- [Prompt]:
Filter these entries, keeping only lines that hold the word "peer".
*** Provided records Section Begins ***
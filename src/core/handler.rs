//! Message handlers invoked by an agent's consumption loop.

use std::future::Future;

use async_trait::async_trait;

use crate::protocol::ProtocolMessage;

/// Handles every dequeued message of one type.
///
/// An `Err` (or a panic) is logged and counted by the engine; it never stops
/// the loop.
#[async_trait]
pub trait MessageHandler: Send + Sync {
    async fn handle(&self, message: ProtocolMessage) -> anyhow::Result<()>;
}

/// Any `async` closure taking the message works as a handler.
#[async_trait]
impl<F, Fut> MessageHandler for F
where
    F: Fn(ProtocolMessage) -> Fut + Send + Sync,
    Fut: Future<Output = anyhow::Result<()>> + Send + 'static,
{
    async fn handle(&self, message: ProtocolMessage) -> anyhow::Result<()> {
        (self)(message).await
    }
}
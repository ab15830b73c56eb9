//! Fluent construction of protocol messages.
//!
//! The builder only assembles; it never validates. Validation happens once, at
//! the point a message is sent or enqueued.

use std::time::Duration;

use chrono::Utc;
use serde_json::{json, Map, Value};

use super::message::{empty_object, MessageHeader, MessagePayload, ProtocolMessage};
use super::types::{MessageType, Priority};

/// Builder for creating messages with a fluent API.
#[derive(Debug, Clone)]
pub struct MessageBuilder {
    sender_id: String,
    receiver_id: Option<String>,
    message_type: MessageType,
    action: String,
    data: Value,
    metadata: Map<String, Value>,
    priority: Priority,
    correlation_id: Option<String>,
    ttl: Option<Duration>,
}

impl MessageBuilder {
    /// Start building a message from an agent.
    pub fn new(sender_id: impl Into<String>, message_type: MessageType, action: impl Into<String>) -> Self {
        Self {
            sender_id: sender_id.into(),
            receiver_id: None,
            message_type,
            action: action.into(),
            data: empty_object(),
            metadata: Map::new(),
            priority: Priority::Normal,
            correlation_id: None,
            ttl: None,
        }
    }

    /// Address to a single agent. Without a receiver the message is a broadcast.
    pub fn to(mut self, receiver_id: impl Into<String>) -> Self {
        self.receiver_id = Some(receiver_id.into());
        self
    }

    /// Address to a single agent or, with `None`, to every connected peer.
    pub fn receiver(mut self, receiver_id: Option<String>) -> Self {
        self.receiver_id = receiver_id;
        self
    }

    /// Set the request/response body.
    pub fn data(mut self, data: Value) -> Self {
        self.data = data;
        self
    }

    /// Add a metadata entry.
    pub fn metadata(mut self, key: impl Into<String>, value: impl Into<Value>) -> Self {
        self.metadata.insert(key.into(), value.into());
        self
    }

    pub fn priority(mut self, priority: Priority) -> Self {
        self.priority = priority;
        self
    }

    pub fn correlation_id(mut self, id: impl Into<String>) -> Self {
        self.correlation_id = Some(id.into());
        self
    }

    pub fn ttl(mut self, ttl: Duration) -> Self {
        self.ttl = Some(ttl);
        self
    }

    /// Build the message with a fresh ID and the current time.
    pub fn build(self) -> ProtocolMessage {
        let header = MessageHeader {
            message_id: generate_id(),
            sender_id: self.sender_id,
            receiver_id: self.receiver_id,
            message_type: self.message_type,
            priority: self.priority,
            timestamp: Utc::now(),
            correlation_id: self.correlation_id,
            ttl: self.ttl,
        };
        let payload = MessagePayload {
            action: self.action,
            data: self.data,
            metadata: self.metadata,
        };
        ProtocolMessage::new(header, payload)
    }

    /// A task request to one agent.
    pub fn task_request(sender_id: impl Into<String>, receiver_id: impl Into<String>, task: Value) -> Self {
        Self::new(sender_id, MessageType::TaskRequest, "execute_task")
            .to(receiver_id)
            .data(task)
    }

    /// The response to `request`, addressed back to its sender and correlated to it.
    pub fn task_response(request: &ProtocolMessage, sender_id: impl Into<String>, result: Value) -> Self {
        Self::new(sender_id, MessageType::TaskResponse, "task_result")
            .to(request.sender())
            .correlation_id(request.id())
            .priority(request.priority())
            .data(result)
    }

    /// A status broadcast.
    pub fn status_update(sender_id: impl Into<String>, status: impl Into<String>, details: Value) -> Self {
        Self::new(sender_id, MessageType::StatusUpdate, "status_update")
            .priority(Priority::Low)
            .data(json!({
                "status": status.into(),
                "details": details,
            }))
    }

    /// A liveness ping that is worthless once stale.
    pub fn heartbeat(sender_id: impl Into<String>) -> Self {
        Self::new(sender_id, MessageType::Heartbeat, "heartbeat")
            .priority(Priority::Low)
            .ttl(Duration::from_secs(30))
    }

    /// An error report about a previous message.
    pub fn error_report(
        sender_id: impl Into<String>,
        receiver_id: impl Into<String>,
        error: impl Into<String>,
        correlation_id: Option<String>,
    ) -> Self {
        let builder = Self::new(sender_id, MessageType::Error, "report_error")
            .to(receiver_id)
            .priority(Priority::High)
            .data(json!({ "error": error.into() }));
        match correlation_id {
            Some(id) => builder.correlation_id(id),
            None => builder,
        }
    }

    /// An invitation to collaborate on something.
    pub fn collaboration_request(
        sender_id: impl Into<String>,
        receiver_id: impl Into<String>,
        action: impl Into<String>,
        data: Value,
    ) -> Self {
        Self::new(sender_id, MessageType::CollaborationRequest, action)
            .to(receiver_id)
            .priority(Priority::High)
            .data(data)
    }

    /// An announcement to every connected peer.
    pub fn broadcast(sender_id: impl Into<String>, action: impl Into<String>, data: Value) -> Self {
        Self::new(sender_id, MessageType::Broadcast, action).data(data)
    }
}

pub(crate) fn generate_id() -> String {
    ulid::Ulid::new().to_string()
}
*** Provided records Section Ends ***
- [Response area]:
    /// Address to a single agent or, with `None`, to every connected peer.
    /// An announcement to every connected peer.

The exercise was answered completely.